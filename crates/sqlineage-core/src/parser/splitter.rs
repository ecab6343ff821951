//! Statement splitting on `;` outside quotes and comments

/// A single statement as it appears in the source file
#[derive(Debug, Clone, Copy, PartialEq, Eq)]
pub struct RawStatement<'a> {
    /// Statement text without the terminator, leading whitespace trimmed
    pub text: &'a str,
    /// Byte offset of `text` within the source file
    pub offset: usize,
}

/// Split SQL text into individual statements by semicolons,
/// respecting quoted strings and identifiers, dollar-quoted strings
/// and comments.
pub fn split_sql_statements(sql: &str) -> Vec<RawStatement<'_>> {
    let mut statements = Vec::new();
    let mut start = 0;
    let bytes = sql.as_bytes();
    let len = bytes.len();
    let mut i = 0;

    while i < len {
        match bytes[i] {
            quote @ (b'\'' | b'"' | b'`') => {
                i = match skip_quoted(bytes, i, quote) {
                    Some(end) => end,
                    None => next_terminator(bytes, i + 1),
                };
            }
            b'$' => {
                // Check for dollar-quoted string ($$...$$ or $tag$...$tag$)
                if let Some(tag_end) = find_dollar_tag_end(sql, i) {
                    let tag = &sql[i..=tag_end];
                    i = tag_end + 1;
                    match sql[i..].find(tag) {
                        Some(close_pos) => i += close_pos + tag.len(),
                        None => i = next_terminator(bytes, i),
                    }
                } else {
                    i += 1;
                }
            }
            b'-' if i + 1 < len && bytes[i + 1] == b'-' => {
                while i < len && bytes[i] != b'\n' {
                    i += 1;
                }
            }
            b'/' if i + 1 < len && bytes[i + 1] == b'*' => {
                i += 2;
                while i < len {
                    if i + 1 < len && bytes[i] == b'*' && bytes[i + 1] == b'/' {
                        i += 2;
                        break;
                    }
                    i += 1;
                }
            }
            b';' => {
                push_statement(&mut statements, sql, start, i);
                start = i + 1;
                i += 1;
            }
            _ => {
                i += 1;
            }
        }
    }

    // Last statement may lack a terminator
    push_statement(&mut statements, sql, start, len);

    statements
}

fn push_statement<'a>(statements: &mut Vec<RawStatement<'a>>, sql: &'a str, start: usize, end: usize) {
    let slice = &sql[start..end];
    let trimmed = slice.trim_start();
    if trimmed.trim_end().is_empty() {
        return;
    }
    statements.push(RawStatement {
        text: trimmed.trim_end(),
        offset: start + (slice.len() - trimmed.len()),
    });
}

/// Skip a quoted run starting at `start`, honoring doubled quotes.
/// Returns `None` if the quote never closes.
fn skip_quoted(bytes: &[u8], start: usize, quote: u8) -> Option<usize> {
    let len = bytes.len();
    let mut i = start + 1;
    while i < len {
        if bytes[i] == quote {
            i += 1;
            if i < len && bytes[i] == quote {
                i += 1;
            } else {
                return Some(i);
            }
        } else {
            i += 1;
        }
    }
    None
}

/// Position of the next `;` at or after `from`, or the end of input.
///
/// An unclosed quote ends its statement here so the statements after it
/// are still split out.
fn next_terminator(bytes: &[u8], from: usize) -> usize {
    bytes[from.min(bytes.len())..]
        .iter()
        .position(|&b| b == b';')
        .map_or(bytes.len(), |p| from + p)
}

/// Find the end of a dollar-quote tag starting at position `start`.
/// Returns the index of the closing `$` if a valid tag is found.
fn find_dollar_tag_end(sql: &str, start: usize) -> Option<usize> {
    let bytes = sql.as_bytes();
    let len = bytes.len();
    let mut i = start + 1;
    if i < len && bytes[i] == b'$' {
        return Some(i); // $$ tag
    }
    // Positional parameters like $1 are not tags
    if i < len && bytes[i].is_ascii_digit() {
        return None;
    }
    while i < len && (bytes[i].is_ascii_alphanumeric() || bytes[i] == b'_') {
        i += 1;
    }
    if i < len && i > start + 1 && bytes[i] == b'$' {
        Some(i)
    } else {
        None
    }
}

▬▬▬

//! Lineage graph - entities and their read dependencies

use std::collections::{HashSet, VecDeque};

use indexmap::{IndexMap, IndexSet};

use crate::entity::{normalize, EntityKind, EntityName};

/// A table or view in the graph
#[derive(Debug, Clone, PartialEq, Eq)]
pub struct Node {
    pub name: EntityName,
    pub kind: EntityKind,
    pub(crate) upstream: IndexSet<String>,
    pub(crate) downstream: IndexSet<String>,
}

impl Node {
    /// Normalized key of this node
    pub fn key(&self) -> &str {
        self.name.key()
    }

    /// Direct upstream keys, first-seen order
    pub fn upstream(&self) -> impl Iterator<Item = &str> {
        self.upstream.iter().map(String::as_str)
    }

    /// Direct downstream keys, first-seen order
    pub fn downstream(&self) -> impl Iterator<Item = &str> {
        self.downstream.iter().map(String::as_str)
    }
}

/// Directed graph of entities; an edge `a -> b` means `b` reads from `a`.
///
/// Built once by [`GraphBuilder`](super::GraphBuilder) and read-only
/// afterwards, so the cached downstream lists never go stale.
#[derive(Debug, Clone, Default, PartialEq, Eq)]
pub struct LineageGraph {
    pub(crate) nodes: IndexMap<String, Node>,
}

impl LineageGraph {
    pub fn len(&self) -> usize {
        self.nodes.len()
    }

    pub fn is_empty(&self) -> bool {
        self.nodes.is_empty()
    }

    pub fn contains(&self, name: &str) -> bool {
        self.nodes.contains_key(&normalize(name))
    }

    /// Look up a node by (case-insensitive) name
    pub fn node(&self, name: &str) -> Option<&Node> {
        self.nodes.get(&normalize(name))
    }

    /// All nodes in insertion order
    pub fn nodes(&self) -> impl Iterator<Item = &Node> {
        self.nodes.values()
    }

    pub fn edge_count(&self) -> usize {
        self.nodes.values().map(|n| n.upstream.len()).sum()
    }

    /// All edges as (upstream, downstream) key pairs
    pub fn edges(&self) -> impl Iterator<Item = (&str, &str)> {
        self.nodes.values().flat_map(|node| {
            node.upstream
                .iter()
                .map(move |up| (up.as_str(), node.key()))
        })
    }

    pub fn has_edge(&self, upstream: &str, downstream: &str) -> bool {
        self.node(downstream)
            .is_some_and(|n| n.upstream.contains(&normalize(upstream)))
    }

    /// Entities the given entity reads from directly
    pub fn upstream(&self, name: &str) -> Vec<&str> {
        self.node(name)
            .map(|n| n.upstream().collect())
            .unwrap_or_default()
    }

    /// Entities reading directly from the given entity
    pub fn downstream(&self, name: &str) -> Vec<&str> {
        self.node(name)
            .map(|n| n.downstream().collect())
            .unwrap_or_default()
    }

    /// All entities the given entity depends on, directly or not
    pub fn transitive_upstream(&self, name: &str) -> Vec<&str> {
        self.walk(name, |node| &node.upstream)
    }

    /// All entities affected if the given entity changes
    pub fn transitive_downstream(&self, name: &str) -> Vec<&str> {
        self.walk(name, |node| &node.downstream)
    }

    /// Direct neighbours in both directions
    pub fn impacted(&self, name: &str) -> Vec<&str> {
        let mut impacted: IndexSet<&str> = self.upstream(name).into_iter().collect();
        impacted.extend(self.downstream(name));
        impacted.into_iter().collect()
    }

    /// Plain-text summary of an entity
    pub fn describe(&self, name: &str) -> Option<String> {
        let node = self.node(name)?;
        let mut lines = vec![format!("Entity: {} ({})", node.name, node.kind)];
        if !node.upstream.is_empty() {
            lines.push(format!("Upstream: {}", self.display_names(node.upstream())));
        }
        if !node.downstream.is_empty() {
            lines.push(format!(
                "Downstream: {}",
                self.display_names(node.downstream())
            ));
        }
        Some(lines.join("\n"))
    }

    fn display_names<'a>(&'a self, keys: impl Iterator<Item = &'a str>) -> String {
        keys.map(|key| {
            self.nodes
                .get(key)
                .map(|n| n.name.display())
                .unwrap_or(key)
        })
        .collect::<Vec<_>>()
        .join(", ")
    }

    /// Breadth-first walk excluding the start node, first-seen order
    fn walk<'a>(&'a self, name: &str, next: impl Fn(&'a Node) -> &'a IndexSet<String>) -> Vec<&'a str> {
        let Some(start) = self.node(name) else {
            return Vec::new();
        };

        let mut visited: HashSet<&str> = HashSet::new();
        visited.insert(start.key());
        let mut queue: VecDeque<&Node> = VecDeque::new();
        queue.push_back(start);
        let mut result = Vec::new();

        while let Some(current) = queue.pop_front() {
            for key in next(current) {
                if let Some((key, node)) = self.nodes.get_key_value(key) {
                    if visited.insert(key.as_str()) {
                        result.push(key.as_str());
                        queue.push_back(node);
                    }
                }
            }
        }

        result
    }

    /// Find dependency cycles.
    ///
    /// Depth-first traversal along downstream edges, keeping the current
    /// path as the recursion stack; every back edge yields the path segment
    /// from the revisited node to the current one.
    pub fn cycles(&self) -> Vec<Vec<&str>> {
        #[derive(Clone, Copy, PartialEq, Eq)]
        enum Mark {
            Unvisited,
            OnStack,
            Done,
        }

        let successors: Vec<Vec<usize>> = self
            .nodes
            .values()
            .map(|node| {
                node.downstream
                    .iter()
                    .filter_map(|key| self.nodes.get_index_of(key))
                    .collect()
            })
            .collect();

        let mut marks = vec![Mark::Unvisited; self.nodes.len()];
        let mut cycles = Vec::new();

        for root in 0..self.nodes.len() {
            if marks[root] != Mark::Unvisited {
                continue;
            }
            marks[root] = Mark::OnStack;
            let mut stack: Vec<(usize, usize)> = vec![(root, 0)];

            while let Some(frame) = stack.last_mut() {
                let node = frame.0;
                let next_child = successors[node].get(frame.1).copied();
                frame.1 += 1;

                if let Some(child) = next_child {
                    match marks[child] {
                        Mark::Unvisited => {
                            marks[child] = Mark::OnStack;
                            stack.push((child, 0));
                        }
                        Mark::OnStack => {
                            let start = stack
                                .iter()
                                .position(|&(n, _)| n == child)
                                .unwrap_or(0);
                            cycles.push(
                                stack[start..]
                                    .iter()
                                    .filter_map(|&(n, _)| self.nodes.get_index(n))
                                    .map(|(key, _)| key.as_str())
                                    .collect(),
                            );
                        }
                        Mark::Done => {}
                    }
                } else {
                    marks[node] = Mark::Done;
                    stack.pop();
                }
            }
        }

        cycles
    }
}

▬▬▬

_Try it:_
Every line above from the line with "filename crates/sqlineage-core/src/parser/splitter.rs" to the line with "Split SQL text", inclusive, must be returned exactly; no other line belongs in the reply.

_Result of this task:_
filename crates/sqlineage-core/src/parser/splitter.rs
repository ecab6343ff821951
//! Statement splitting on `;` outside quotes and comments

/// A single statement as it appears in the source file
#[derive(Debug, Clone, Copy, PartialEq, Eq)]
pub struct RawStatement<'a> {
    /// Statement text without the terminator, leading whitespace trimmed
    pub text: &'a str,
    /// Byte offset of `text` within the source file
    pub offset: usize,
}

/// Split SQL text into individual statements by semicolons,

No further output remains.